-- EXERCISE --
Restate all of the entries verbatim.

[SUPPLIED DATA — start]

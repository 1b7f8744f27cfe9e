//! Section-addressable document engine.
//!
//! # Responsibility
//! - Parse wiki documents into header-delimited sections.
//! - Provide pure mutations: extract, replace, prepend, date-keyed merge.
//! - Parse and apply bundled multi-section generation replies.
//!
//! # Invariants
//! - Every mutation takes a document value and returns a new one; nothing
//!   here holds shared mutable state.
//! - A mutation never rewrites bytes outside the addressed section.
//! - No operation in this module fails: absent sections are created,
//!   malformed input is a logged no-op.

pub mod bundle;
pub mod daily_log;
pub mod heading;
pub mod section;

/// Splits a document into lines on `\n`.
///
/// A trailing newline yields a final empty element, so `join("\n")` on the
/// unchanged slice reproduces the input byte for byte.
pub(crate) fn doc_lines(doc: &str) -> Vec<&str> {
    doc.split('\n').collect()
}
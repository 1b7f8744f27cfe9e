//! ATX heading recognition.
//!
//! # Responsibility
//! - Parse a single line into heading level and title.
//! - Decide title matches (case-insensitive, trimmed, exact).
//! - Decide section boundaries (level <= 2 ends a section body).
//!
//! # Invariants
//! - A heading requires whitespace between the `#` run and the title.
//! - Matching is exact on the trimmed title; no partial-word matches.

use once_cell::sync::Lazy;
use regex::Regex;

/// Heading levels at or above this end a section body.
const SECTION_BOUNDARY_LEVEL: usize = 2;

static HEADING_RE: Lazy<Regex> =
    Lazy::new(|| Regex::new(r"^\s*(#{1,6})\s+(.*?)\s*$").expect("valid heading regex"));

/// Parsed view of one ATX heading line.
#[derive(Debug, Clone, Copy, PartialEq, Eq)]
pub struct Heading<'a> {
    /// Number of leading `#` characters.
    pub level: usize,
    /// Title text with surrounding whitespace trimmed.
    pub title: &'a str,
}

/// Parses one line as an ATX heading.
///
/// Returns `None` for non-heading lines, including bare `#` runs without a
/// following title separator.
pub fn parse_heading(line: &str) -> Option<Heading<'_>> {
    let caps = HEADING_RE.captures(line)?;
    let level = caps.get(1).map_or(0, |m| m.as_str().len());
    let title = caps.get(2).map_or("", |m| m.as_str());
    Some(Heading { level, title })
}

/// Returns whether `line` is a heading for `title` at any level.
pub fn is_heading_for(line: &str, title: &str) -> bool {
    parse_heading(line)
        .map(|heading| heading.title.eq_ignore_ascii_case(title.trim()))
        .unwrap_or(false)
}

/// Returns whether `line` starts a new top-level region (level 1 or 2).
pub fn is_section_boundary(line: &str) -> bool {
    parse_heading(line)
        .map(|heading| heading.level <= SECTION_BOUNDARY_LEVEL)
        .unwrap_or(false)
}
//! Section and log-entry records.
//!
//! # Responsibility
//! - Represent a resolved header-delimited section of a wiki document.
//! - Represent one dated Daily Log sub-entry.
//!
//! # Invariants
//! - `Section::header_line` is the verbatim matched line, so a mutation can
//!   reconstruct the header unchanged.
//! - `Section::level` equals the number of leading `#` in `header_line`.

use chrono::NaiveDate;
use serde::{Deserialize, Serialize};

/// Resolved view of one header-delimited section.
///
/// Derived on every lookup; holding one does not pin the underlying
/// document, which may be replaced wholesale by any mutation.
#[derive(Debug, Clone, PartialEq, Eq, Serialize, Deserialize)]
pub struct Section {
    /// Verbatim header line as found in the document.
    pub header_line: String,
    /// Number of leading `#` characters (1-6).
    pub level: usize,
    /// Trimmed body text between this header and the next section boundary.
    pub body: String,
}

/// One dated sub-entry of the Daily Log section.
#[derive(Debug, Clone, PartialEq, Eq, Serialize, Deserialize)]
pub struct LogEntry {
    /// Calendar date parsed from the `### YYYY-MM-DD` header.
    pub date: NaiveDate,
    /// Trimmed entry text, without the date header line.
    pub text: String,
}

impl LogEntry {
    /// Creates an entry for one calendar date.
    pub fn new(date: NaiveDate, text: impl Into<String>) -> Self {
        Self {
            date,
            text: text.into(),
        }
    }
}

[SUPPLIED DATA — finish]

-- COMPLETED EXERCISE --
repository 1b7f8744f27cfe9e
//! Section-addressable document engine.
//!
//! # Responsibility
//! - Parse wiki documents into header-delimited sections.
//! - Provide pure mutations: extract, replace, prepend, date-keyed merge.
//! - Parse and apply bundled multi-section generation replies.
//!
//! # Invariants
//! - Every mutation takes a document value and returns a new one; nothing
//!   here holds shared mutable state.
//! - A mutation never rewrites bytes outside the addressed section.
//! - No operation in this module fails: absent sections are created,
//!   malformed input is a logged no-op.

pub mod bundle;
pub mod daily_log;
pub mod heading;
pub mod section;

/// Splits a document into lines on `\n`.
///
/// A trailing newline yields a final empty element, so `join("\n")` on the
/// unchanged slice reproduces the input byte for byte.
pub(crate) fn doc_lines(doc: &str) -> Vec<&str> {
    doc.split('\n').collect()
}
repository 1b7f8744f27cfe9e
//! ATX heading recognition.
//!
//! # Responsibility
//! - Parse a single line into heading level and title.
//! - Decide title matches (case-insensitive, trimmed, exact).
//! - Decide section boundaries (level <= 2 ends a section body).
//!
//! # Invariants
//! - A heading requires whitespace between the `#` run and the title.
//! - Matching is exact on the trimmed title; no partial-word matches.

use once_cell::sync::Lazy;
use regex::Regex;

/// Heading levels at or above this end a section body.
const SECTION_BOUNDARY_LEVEL: usize = 2;

static HEADING_RE: Lazy<Regex> =
    Lazy::new(|| Regex::new(r"^\s*(#{1,6})\s+(.*?)\s*$").expect("valid heading regex"));

/// Parsed view of one ATX heading line.
#[derive(Debug, Clone, Copy, PartialEq, Eq)]
pub struct Heading<'a> {
    /// Number of leading `#` characters.
    pub level: usize,
    /// Title text with surrounding whitespace trimmed.
    pub title: &'a str,
}

/// Parses one line as an ATX heading.
///
/// Returns `None` for non-heading lines, including bare `#` runs without a
/// following title separator.
pub fn parse_heading(line: &str) -> Option<Heading<'_>> {
    let caps = HEADING_RE.captures(line)?;
    let level = caps.get(1).map_or(0, |m| m.as_str().len());
    let title = caps.get(2).map_or("", |m| m.as_str());
    Some(Heading { level, title })
}

/// Returns whether `line` is a heading for `title` at any level.
pub fn is_heading_for(line: &str, title: &str) -> bool {
    parse_heading(line)
        .map(|heading| heading.title.eq_ignore_ascii_case(title.trim()))
        .unwrap_or(false)
}

/// Returns whether `line` starts a new top-level region (level 1 or 2).
pub fn is_section_boundary(line: &str) -> bool {
    parse_heading(line)
        .map(|heading| heading.level <= SECTION_BOUNDARY_LEVEL)
        .unwrap_or(false)
}
//! Section and log-entry records.
//!
//! # Responsibility
//! - Represent a resolved header-delimited section of a wiki document.
//! - Represent one dated Daily Log sub-entry.
//!
//! # Invariants
//! - `Section::header_line` is the verbatim matched line, so a mutation can
//!   reconstruct the header unchanged.
//! - `Section::level` equals the number of leading `#` in `header_line`.

use chrono::NaiveDate;
use serde::{Deserialize, Serialize};

/// Resolved view of one header-delimited section.
///
/// Derived on every lookup; holding one does not pin the underlying
/// document, which may be replaced wholesale by any mutation.
#[derive(Debug, Clone, PartialEq, Eq, Serialize, Deserialize)]
pub struct Section {
    /// Verbatim header line as found in the document.
    pub header_line: String,
    /// Number of leading `#` characters (1-6).
    pub level: usize,
    /// Trimmed body text between this header and the next section boundary.
    pub body: String,
}

/// One dated sub-entry of the Daily Log section.
#[derive(Debug, Clone, PartialEq, Eq, Serialize, Deserialize)]
pub struct LogEntry {
    /// Calendar date parsed from the `### YYYY-MM-DD` header.
    pub date: NaiveDate,
    /// Trimmed entry text, without the date header line.
    pub text: String,
}

impl LogEntry {
    /// Creates an entry for one calendar date.
    pub fn new(date: NaiveDate, text: impl Into<String>) -> Self {
        Self {
            date,
            text: text.into(),
        }
    }
}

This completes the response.